Stored data entries:

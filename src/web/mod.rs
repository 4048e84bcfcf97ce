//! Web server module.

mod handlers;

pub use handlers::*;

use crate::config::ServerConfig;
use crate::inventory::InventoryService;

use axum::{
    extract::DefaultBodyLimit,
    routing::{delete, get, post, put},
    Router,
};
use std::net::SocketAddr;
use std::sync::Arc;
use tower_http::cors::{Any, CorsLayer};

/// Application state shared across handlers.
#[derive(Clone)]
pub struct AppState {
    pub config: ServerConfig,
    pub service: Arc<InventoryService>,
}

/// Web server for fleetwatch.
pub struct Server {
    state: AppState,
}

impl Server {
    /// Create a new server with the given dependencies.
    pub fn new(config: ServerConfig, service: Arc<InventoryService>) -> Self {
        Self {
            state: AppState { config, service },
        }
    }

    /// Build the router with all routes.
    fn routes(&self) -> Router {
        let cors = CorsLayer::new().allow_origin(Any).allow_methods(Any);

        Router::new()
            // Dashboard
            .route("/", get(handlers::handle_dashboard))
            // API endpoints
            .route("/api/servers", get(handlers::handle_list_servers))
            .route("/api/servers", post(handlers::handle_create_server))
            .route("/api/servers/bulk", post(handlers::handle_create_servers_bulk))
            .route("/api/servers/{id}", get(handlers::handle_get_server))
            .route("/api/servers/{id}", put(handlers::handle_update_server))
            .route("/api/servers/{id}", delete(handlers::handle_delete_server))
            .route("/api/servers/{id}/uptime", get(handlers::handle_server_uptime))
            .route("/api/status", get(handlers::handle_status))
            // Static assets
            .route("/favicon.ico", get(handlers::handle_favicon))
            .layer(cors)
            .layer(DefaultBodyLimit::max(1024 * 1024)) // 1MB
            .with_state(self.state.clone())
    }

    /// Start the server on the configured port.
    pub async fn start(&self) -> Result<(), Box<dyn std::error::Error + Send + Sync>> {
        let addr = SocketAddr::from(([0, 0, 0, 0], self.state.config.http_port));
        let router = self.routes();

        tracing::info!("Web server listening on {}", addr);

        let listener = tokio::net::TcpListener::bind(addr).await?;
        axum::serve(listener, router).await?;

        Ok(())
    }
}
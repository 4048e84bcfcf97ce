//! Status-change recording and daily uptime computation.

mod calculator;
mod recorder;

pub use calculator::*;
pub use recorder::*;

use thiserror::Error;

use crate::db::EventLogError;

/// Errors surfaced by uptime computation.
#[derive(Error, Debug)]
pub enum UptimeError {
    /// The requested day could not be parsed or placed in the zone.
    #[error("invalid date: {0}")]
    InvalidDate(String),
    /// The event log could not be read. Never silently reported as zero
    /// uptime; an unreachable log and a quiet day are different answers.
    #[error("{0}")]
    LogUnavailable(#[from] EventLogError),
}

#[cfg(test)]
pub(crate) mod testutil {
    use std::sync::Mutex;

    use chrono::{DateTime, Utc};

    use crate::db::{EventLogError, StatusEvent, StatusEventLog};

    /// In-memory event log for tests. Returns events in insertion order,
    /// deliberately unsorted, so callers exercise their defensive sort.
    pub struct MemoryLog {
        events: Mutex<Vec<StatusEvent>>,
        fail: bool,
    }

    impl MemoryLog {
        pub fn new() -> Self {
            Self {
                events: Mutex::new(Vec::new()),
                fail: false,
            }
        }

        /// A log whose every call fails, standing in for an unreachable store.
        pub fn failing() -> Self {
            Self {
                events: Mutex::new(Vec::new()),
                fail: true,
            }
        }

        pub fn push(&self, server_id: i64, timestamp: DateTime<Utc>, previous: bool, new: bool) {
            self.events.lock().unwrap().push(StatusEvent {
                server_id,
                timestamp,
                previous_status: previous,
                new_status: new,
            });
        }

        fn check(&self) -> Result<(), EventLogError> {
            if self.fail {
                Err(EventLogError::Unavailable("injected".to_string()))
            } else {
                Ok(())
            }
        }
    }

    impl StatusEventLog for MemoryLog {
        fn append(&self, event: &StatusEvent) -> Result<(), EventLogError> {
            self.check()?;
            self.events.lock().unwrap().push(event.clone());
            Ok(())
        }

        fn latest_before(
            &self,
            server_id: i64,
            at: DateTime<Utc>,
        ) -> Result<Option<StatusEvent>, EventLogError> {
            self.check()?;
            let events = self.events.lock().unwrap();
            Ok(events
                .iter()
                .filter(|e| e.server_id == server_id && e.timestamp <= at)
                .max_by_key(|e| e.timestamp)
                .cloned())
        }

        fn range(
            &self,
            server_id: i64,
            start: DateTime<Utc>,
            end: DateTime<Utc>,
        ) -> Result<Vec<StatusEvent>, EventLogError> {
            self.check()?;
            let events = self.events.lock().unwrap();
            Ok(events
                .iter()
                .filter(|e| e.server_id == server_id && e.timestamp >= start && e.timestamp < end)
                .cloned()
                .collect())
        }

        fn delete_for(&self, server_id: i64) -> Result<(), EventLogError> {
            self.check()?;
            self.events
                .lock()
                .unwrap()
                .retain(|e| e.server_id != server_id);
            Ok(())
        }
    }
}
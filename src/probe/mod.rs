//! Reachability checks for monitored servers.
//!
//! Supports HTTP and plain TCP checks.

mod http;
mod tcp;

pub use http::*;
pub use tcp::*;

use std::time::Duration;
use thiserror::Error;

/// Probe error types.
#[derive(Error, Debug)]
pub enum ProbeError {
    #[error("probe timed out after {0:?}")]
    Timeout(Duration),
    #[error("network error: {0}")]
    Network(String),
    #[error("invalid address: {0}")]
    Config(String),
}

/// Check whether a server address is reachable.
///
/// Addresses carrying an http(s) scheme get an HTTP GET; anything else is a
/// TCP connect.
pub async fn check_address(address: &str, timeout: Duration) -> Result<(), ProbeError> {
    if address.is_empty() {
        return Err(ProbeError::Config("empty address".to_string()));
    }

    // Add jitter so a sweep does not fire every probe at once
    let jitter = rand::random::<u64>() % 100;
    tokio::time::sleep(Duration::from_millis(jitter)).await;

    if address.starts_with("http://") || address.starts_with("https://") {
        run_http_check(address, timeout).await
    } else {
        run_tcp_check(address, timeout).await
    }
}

---

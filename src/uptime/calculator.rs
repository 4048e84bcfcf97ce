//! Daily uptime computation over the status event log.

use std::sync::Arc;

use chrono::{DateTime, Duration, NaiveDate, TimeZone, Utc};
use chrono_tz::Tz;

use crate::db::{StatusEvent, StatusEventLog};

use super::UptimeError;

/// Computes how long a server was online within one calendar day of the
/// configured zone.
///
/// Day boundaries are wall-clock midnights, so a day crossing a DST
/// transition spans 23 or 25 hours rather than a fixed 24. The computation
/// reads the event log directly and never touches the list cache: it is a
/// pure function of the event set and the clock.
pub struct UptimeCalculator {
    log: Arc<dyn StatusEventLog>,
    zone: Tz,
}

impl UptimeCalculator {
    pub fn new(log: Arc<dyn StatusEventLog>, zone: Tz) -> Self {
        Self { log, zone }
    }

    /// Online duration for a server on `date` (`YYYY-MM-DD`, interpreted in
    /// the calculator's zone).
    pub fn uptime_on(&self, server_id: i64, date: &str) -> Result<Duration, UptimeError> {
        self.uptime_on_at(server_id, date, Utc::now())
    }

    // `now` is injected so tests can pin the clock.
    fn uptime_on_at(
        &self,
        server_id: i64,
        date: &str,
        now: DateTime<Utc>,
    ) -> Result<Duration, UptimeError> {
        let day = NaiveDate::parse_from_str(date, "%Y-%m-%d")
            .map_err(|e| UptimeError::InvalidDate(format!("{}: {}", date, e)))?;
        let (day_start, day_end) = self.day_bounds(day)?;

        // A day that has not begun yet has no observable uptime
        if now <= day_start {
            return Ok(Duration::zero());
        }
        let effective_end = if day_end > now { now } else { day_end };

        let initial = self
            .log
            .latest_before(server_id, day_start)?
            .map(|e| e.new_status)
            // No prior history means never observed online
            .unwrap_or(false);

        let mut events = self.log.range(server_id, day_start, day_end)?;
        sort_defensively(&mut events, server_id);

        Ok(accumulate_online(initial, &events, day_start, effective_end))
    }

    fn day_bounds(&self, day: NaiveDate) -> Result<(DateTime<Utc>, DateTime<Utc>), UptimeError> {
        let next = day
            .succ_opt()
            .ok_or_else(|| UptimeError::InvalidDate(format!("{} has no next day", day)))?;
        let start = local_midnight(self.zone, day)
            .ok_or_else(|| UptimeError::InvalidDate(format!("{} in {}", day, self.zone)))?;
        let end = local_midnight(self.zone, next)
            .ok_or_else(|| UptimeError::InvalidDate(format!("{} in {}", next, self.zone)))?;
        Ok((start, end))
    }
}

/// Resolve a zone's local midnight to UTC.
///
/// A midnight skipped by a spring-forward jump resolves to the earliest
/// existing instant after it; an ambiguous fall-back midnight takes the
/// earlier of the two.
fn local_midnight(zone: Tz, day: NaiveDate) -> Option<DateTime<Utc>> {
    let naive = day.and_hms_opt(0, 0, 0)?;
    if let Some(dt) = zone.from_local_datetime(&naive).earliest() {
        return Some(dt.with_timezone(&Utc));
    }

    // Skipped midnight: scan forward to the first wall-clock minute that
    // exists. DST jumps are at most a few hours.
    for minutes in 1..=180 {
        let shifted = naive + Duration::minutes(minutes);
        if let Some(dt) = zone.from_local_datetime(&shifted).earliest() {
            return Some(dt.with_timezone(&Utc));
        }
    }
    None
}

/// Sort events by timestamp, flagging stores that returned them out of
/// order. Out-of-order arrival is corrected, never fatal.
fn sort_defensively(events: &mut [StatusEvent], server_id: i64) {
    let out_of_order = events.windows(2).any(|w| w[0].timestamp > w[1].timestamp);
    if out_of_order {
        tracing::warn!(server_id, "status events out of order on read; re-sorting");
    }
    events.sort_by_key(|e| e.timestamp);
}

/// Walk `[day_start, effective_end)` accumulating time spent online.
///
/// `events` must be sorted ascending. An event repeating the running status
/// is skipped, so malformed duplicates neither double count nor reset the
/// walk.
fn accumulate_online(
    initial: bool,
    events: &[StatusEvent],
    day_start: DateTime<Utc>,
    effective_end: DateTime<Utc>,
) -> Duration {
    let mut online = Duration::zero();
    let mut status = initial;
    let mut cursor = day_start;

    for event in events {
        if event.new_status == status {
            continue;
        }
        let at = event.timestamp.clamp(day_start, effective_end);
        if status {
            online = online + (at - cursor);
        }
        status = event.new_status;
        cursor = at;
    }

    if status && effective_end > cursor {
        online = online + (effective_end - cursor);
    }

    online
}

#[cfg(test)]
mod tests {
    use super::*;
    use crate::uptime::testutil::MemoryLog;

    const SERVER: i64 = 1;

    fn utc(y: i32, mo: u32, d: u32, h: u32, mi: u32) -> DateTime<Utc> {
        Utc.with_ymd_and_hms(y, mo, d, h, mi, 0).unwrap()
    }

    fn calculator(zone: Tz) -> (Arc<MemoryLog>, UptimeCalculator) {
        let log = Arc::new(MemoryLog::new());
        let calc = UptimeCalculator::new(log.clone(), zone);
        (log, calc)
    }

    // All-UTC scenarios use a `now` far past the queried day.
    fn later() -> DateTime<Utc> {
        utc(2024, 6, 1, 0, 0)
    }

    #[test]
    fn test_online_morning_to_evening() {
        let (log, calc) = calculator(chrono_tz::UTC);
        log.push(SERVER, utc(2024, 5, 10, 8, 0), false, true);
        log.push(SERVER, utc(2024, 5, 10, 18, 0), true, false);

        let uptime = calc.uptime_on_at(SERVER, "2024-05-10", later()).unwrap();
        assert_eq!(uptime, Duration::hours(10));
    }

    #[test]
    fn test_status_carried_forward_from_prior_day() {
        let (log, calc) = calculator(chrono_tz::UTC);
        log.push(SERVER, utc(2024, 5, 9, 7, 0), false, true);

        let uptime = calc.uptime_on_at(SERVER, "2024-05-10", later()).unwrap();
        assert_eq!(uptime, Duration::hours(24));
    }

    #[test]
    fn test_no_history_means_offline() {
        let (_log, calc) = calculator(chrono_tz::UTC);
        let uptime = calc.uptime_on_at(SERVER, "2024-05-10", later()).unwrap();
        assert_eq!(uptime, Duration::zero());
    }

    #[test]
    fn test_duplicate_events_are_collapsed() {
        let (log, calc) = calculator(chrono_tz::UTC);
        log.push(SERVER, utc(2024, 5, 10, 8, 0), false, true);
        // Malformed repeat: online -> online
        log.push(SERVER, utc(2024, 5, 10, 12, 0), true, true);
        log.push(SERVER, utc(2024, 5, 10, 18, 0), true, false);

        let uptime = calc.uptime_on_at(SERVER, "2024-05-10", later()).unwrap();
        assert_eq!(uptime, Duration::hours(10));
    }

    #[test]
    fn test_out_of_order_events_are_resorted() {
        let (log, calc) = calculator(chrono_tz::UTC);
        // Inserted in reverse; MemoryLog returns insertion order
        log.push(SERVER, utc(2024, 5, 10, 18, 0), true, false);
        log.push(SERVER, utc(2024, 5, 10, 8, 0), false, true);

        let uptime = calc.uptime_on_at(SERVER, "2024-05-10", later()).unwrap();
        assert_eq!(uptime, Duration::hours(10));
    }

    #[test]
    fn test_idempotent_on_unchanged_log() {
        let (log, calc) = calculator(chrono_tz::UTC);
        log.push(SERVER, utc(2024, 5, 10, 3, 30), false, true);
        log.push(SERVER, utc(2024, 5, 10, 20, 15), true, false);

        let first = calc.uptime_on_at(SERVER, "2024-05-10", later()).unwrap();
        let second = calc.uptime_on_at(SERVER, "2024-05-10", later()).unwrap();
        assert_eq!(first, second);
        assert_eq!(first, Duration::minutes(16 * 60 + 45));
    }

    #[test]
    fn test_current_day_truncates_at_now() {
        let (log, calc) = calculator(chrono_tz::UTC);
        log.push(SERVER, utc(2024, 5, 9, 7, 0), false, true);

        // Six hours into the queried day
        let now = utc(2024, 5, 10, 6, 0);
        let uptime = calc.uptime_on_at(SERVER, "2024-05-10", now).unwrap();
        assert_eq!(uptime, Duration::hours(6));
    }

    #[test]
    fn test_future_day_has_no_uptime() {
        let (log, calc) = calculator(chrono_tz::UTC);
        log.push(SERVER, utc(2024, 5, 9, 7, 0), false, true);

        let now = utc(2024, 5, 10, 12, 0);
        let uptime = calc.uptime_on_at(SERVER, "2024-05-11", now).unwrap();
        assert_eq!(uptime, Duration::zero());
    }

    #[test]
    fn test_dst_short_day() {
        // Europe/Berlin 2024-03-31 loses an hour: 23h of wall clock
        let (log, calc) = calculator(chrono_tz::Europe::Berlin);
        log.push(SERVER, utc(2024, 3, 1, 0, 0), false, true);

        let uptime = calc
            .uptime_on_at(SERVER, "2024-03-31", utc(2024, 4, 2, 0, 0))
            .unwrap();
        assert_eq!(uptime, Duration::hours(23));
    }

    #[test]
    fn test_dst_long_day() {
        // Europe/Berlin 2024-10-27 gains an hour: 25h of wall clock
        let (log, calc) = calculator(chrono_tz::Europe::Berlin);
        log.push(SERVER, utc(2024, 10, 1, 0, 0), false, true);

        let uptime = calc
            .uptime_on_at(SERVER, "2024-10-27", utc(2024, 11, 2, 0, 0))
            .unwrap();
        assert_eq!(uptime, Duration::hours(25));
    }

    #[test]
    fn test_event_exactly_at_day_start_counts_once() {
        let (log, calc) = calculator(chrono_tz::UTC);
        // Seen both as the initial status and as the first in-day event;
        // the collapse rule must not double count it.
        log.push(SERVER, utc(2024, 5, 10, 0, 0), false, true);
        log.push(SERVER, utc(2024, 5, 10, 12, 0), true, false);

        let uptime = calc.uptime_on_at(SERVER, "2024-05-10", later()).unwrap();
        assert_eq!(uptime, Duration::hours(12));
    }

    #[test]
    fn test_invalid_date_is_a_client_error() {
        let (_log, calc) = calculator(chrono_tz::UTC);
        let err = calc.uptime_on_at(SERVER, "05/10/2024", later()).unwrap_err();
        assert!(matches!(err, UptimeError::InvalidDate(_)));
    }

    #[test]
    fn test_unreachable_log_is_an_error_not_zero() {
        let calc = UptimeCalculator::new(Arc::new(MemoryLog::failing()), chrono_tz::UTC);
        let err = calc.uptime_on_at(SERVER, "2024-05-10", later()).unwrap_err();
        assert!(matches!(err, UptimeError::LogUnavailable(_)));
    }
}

DIRECTIONS FOR THIS TASK: Wherever the string "jitter" appears in the records, copy the whole line.

FINAL ANSWER:
    // Add jitter so a sweep does not fire every probe at once
    let jitter = rand::random::<u64>() % 100;
    tokio::time::sleep(Duration::from_millis(jitter)).await;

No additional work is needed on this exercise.